Cuba and the Death of Communism
Fidel Castro finally admits the obvious.
Communism has been proclaimed dead more than once in the past couple of decades. But today, it's safe to say, it is really dead. Irreversibly dead. Cemetery dead.
Consider this comment from a knowledgeable Cuban critic who was asked if the country's brand of socialism, created by Fidel Castro after his 1959 revolution, could be of use in other countries: "The Cuban model doesn't even work for us anymore." That remark would have gotten him in trouble with authorities, if his name were not Fidel Castro.
There may yet be admirers of Cuban communism in certain precincts of Berkeley or Cambridge, but it's hard to find them in Havana. The 84-year-old Fidel (who later said he didn't mean to say that) has turned control over to brother Raul, whose faith in the shining power of Marxism-Leninism has also dried up.
This week, the regime said it will dismiss 500,000 people from government jobs, which account for 84 percent of the work force. Reflecting ruefully on the perils of sheltered bureaucracy, Raul Castro declared recently, "We have to erase forever the notion that Cuba is the only country in the world where one can live without working."
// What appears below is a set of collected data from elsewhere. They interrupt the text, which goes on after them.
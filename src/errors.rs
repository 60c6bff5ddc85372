//! Typed error hierarchy for the stagehand orchestrator.
//!
//! Four enums cover the subsystems:
//! - `PipelineError`: driver and resume failures (all pipeline-fatal)
//! - `StoreError`: durable cursor store failures
//! - `StepValidationError`: malformed step registrations (skipped, never fatal)
//! - `ConfigError`: missing or invalid `stagehand.toml`

use std::path::PathBuf;
use thiserror::Error;

/// Errors that terminate a pipeline run.
///
/// Every variant is fatal: the driver clears the cursor and the host process
/// exits with a failure status.
#[derive(Debug, Error)]
pub enum PipelineError {
    /// The step's action returned an error (as opposed to being interrupted).
    #[error("Step '{step}' failed: {source:#}")]
    StepFailed {
        step: String,
        #[source]
        source: anyhow::Error,
    },

    #[error("Step '{step}' exhausted its retries ({attempts} attempts, limit {limit})")]
    RetriesExhausted {
        step: String,
        attempts: u32,
        limit: u32,
    },

    /// A step with the Cancel policy was interrupted.
    #[error("Step '{step}' was interrupted and its policy is cancel")]
    Cancelled { step: String },

    #[error("Cursor points at step {index} but only {step_count} steps are registered")]
    UnknownStep { index: usize, step_count: usize },

    #[error(transparent)]
    Store(#[from] StoreError),

    #[error(transparent)]
    Other(#[from] anyhow::Error),
}

/// Errors from the durable cursor store.
#[derive(Debug, Error)]
pub enum StoreError {
    #[error("Cursor store I/O failed at {path}: {source}")]
    Io {
        path: PathBuf,
        #[source]
        source: std::io::Error,
    },

    #[error("Cursor store at {path} is held by another process")]
    Locked { path: PathBuf },

    #[error("Cursor store at {path} is corrupt: {message}")]
    Corrupt { path: PathBuf, message: String },

    #[error("Cursor key '{key}' holds an unexpected value: {message}")]
    InvalidValue { key: String, message: String },

    #[error("Failed to serialize cursor value for '{key}': {source}")]
    Serialize {
        key: String,
        #[source]
        source: serde_json::Error,
    },

    #[error("Cursor store lock poisoned")]
    LockPoisoned,
}

/// Reasons a registered step descriptor is rejected during assembly.
#[derive(Debug, Clone, PartialEq, Eq, Error)]
pub enum StepValidationError {
    #[error("step '{name}' has no action")]
    MissingAction { name: String },

    #[error("step registered with a blank name")]
    BlankName,

    #[error("step name '{name}' may not contain whitespace or '.'")]
    InvalidName { name: String },

    #[error("step name '{name}' is already registered")]
    DuplicateName { name: String },
}

/// Errors from loading the static pipeline descriptor.
#[derive(Debug, Error)]
pub enum ConfigError {
    #[error("Configuration not found: {path}")]
    NotFound { path: PathBuf },

    #[error("Failed to parse config at {path}: {message}")]
    Parse { path: PathBuf, message: String },

    #[error("Invalid configuration: {message}")]
    Invalid { message: String },
}
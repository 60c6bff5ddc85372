use clap::{Parser, Subcommand};
use std::path::PathBuf;
use std::process::ExitCode;

use stagehand::logging::{LogFormat, init_tracing};

mod cmd;

#[derive(Parser)]
#[command(name = "stagehand")]
#[command(version, about = "Resumable build-and-publish orchestrator")]
pub struct Cli {
    #[arg(short, long, global = true)]
    pub verbose: bool,

    #[arg(long, global = true)]
    pub project_dir: Option<PathBuf>,

    /// Path to stagehand.toml (defaults to <project-dir>/stagehand.toml)
    #[arg(long, global = true)]
    pub config: Option<PathBuf>,

    /// Console log format
    #[arg(long, value_enum, default_value = "text", global = true)]
    pub log_format: LogFormat,

    /// Defaults to `resume`, which is what a host restart should invoke.
    #[command(subcommand)]
    pub command: Option<Commands>,
}

#[derive(Subcommand)]
pub enum Commands {
    /// Discard any run in progress and start the pipeline from the first step
    Start,
    /// Continue the run in progress, if any
    Resume,
    /// Show the run in progress and its step-local progress
    Status,
    /// List the assembled steps in execution order
    Steps,
    /// Clear the cursor
    Reset {
        #[arg(long)]
        force: bool,
    },
    /// Run the pipeline, relaunching it whenever the host asks to restart
    Supervise {
        /// Give up after this many restarts
        #[arg(long, default_value = "32")]
        max_restarts: u32,
    },
}

#[tokio::main(flavor = "current_thread")]
async fn main() -> ExitCode {
    let cli = Cli::parse();
    let project_dir = match cli.project_dir.clone() {
        Some(dir) => dir,
        None => match std::env::current_dir() {
            Ok(dir) => dir,
            Err(e) => {
                eprintln!("Error: Failed to get current directory: {}", e);
                return ExitCode::FAILURE;
            }
        },
    };

    let log_dir = stagehand::config::log_dir(&project_dir);
    let log_dir = std::fs::create_dir_all(&log_dir).ok().map(|_| log_dir);
    init_tracing(cli.verbose, cli.log_format, log_dir.as_deref());

    let result = match cli.command.as_ref().unwrap_or(&Commands::Resume) {
        Commands::Start => cmd::cmd_start(&cli, &project_dir).await,
        Commands::Resume => cmd::cmd_resume(&cli, &project_dir).await,
        Commands::Status => cmd::cmd_status(&cli, &project_dir),
        Commands::Steps => cmd::cmd_steps(&cli, &project_dir),
        Commands::Reset { force } => cmd::cmd_reset(&cli, &project_dir, *force),
        Commands::Supervise { max_restarts } => {
            cmd::cmd_supervise(&cli, &project_dir, *max_restarts).await
        }
    };

    match result {
        Ok(code) => code,
        Err(e) => {
            eprintln!("Error: {:#}", e);
            ExitCode::FAILURE
        }
    }
}
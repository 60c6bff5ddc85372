//! Step discovery and pipeline assembly.
//!
//! Steps are contributed by [`StepSource`]s into a [`StepRegistry`]. Assembly
//! validates every descriptor, drops the invalid ones with a warning, and
//! orders the survivors by `(order, discovery_index)`. Given the same
//! sources and configuration, assembly yields the same list on every run,
//! which is what lets a persisted step index be meaningful after a restart.

use std::collections::{BTreeMap, HashSet};

use crate::config::{StepOverride, pattern_matches};
use crate::errors::StepValidationError;
use crate::logging::LOG_TAG;
use crate::step::{Step, StepDescriptor};

/// Something that contributes steps to a pipeline.
pub trait StepSource: Send + Sync {
    fn name(&self) -> &str;

    fn register(&self, registry: &mut StepRegistry);
}

/// Collected step descriptors, in registration order.
#[derive(Debug, Default)]
pub struct StepRegistry {
    descriptors: Vec<StepDescriptor>,
    overrides: BTreeMap<String, StepOverride>,
}

impl StepRegistry {
    pub fn new() -> Self {
        Self::default()
    }

    /// Registry populated from `sources`, in the order given.
    pub fn from_sources(sources: &[Box<dyn StepSource>]) -> Self {
        let mut registry = Self::new();
        for source in sources {
            registry.register_source(source.as_ref());
        }
        registry
    }

    pub fn register(&mut self, descriptor: StepDescriptor) -> &mut Self {
        self.descriptors.push(descriptor);
        self
    }

    pub fn register_source(&mut self, source: &dyn StepSource) -> &mut Self {
        let before = self.descriptors.len();
        source.register(self);
        tracing::debug!(
            source = source.name(),
            steps = self.descriptors.len() - before,
            "registered step source"
        );
        self
    }

    /// Glob-keyed retry/policy overrides applied at assembly.
    pub fn with_overrides(mut self, overrides: BTreeMap<String, StepOverride>) -> Self {
        self.overrides = overrides;
        self
    }

    pub fn len(&self) -> usize {
        self.descriptors.len()
    }

    pub fn is_empty(&self) -> bool {
        self.descriptors.is_empty()
    }

    /// The ordered, validated step list.
    pub fn assemble(&self) -> Vec<Step> {
        self.assemble_with_report().0
    }

    /// Like [`assemble`](Self::assemble), also returning what was rejected.
    pub fn assemble_with_report(&self) -> (Vec<Step>, Vec<StepValidationError>) {
        let mut steps = Vec::with_capacity(self.descriptors.len());
        let mut rejected = Vec::new();
        let mut seen = HashSet::new();

        for (discovery_index, descriptor) in self.descriptors.iter().enumerate() {
            let descriptor = self.apply_overrides(descriptor.clone());
            let result = Step::from_descriptor(descriptor, discovery_index).and_then(|step| {
                if seen.insert(step.name.clone()) {
                    Ok(step)
                } else {
                    Err(StepValidationError::DuplicateName { name: step.name })
                }
            });
            match result {
                Ok(step) => steps.push(step),
                Err(e) => {
                    tracing::warn!("{} Skipping step: {}", LOG_TAG, e);
                    rejected.push(e);
                }
            }
        }

        steps.sort_by_key(|s| (s.order, s.discovery_index));
        (steps, rejected)
    }

    fn apply_overrides(&self, mut descriptor: StepDescriptor) -> StepDescriptor {
        for (pattern, override_cfg) in &self.overrides {
            if !pattern_matches(pattern, &descriptor.name) {
                continue;
            }
            if let Some(limit) = override_cfg.retry_limit {
                descriptor.retry_limit = limit;
            }
            if let Some(policy) = override_cfg.policy {
                descriptor.policy = policy;
            }
        }
        descriptor
    }
}
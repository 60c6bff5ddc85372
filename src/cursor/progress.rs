use serde::{Serialize, de::DeserializeOwned};
use std::sync::Arc;

use super::{CursorStore, STEP_SCOPE_PREFIX, decode, encode};
use crate::errors::StoreError;

/// Step-local sub-progress, persisted under `step.<name>.<key>`.
///
/// A step that does several things (build, then upload to N destinations)
/// records how far it got here so a retried attempt can pick up from there.
/// The driver never reads these keys.
#[derive(Clone)]
pub struct StepProgress {
    store: Arc<dyn CursorStore>,
    prefix: String,
}

impl StepProgress {
    pub(crate) fn new(store: Arc<dyn CursorStore>, step_name: &str) -> Self {
        Self {
            store,
            prefix: format!("{}{}.", STEP_SCOPE_PREFIX, step_name),
        }
    }

    fn key(&self, key: &str) -> String {
        format!("{}{}", self.prefix, key)
    }

    pub fn get<T: DeserializeOwned>(&self, key: &str) -> Result<Option<T>, StoreError> {
        let full = self.key(key);
        match self.store.get(&full)? {
            Some(value) => decode(&full, value).map(Some),
            None => Ok(None),
        }
    }

    pub fn set<T: Serialize>(&self, key: &str, value: &T) -> Result<(), StoreError> {
        let full = self.key(key);
        let value = encode(&full, value)?;
        self.store.set(&full, value)
    }

    pub fn get_u64(&self, key: &str) -> Result<Option<u64>, StoreError> {
        self.get(key)
    }

    pub fn set_u64(&self, key: &str, value: u64) -> Result<(), StoreError> {
        self.set(key, &value)
    }

    /// Drop everything this step recorded.
    pub fn clear(&self) -> Result<(), StoreError> {
        self.store.remove_prefix(&self.prefix)
    }
}
//! Tracing setup.
//!
//! Log level is controlled by:
//! 1. `--verbose` sets level to DEBUG
//! 2. `RUST_LOG` environment variable (if set)
//! 3. Default is INFO
//!
//! Console output goes to stderr so command output on stdout stays clean.
//! When a log directory is given, a plain-text copy is appended to
//! `<dir>/stagehand.log`, which survives host restarts.

use std::path::Path;

use clap::ValueEnum;
use tracing_appender::rolling::{RollingFileAppender, Rotation};
use tracing_subscriber::{EnvFilter, fmt, prelude::*};

/// Prefix for human-facing orchestrator messages.
pub const LOG_TAG: &str = "[stagehand]";

#[derive(Debug, Clone, Copy, PartialEq, Eq, Default, ValueEnum)]
pub enum LogFormat {
    #[default]
    Text,
    Json,
}

pub fn init_tracing(verbose: bool, format: LogFormat, log_dir: Option<&Path>) {
    let filter = if verbose {
        EnvFilter::new("stagehand=debug")
    } else {
        EnvFilter::try_from_default_env().unwrap_or_else(|_| EnvFilter::new("stagehand=info"))
    };

    let text_layer = (format == LogFormat::Text).then(|| {
        fmt::layer()
            .with_target(false)
            .with_writer(std::io::stderr)
    });
    let json_layer = (format == LogFormat::Json).then(|| {
        fmt::layer()
            .json()
            .with_current_span(false)
            .with_writer(std::io::stderr)
    });
    let file_layer = log_dir
        .and_then(|dir| {
            RollingFileAppender::builder()
                .rotation(Rotation::NEVER)
                .filename_prefix("stagehand")
                .filename_suffix("log")
                .build(dir)
                .ok()
        })
        .map(|appender| fmt::layer().with_ansi(false).with_writer(appender));

    // A second init (tests, supervise children in-process) keeps the first.
    let _ = tracing_subscriber::registry()
        .with(text_layer)
        .with(json_layer)
        .with(file_layer)
        .with(filter)
        .try_init();
}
As a blanket indictment, that statement is grossly unfair. Many Cuban government employees put in long hours—working in the black market.
That option is not necessarily optional, since the average Cuban makes only about $20 a month—which is a bit spartan even if you add in free housing, food, and medical care. For that matter, the free stuff is not so easy to come by: Food shortages are frequent, the stock of adequate housing has shrunk, and hospital patients often have to bring their own sheets, food, and even medical supplies.
For a long time, Cuba enjoyed the generous support of the Soviet Union. But when communism collapsed in Moscow, Cubans had to confront the deficiencies of their system.
Admirers of Castro point to his alleged success in eradicating illiteracy and improving health care. But even these fall short of impressive progress.
Roger Noriega, a researcher at the conservative American Enterprise Institute in Washington, notes that before communism arrived, Cuba "was one of the most prosperous and egalitarian societies of the Americas." His colleague Nicholas Eberstadt has documented that pre-Castro Cuba had a high rate of literacy and a life expectancy surpassing that in Spain, Greece, and Portugal.
Instead of accelerating development, Castro has hindered it. In 1980, living standards in Chile were double those in Cuba. Thanks to bold free-market reforms implemented in Chile but not Cuba, the average Chilean's income now appears to be four times higher than the average Cuban's.
The regime prefers to blame any problems on the Yankee imperialists, who have enforced an economic embargo for decades. In fact, its effect on the Cuban economy is modest, since Cuba trades freely with the rest of the world. How potent can the boycott be when we're the only participant?
Cubans have had to pay for their meager economic gains by surrendering their political liberties. In its latest annual report, Human Rights Watch says, "Cuba remains the one country in Latin America that represses virtually all forms of political dissent."
The latest instrument for strangling dissent is a law allowing the arrest of people exhibiting "dangerous" un-socialist tendencies even before they commit crimes. "The most Orwellian of Cuba's laws, it captures the essence of the Cuban government's repressive mindset, which views anyone who acts out of step with the government as a potential threat and thus worthy of punishment," says Human Rights Watch.
But even economic failures and political tyranny have been not enough to deprive Castro of Western admirers. On a 2000 visit to Havana, UN Secretary-General Kofi Annan asserted, "Castro's regime has set an example we can all learn from." His lieutenant Che Guevara has been endlessly romanticized. Movie director Oliver Stone once marveled of Fidel, "I'm totally awed by his ability to survive and maintain a strong moral presence."
Cubans may differ. About 1.5 million of them have fled since Castro arrived, many in rickety boats that put their lives in peril. And the government, for some reason, doesn't let ordinary citizens decide if it remains in power.
That's the grisly fate of modern Cubans. Communism is dead, and they're shackled to the corpse.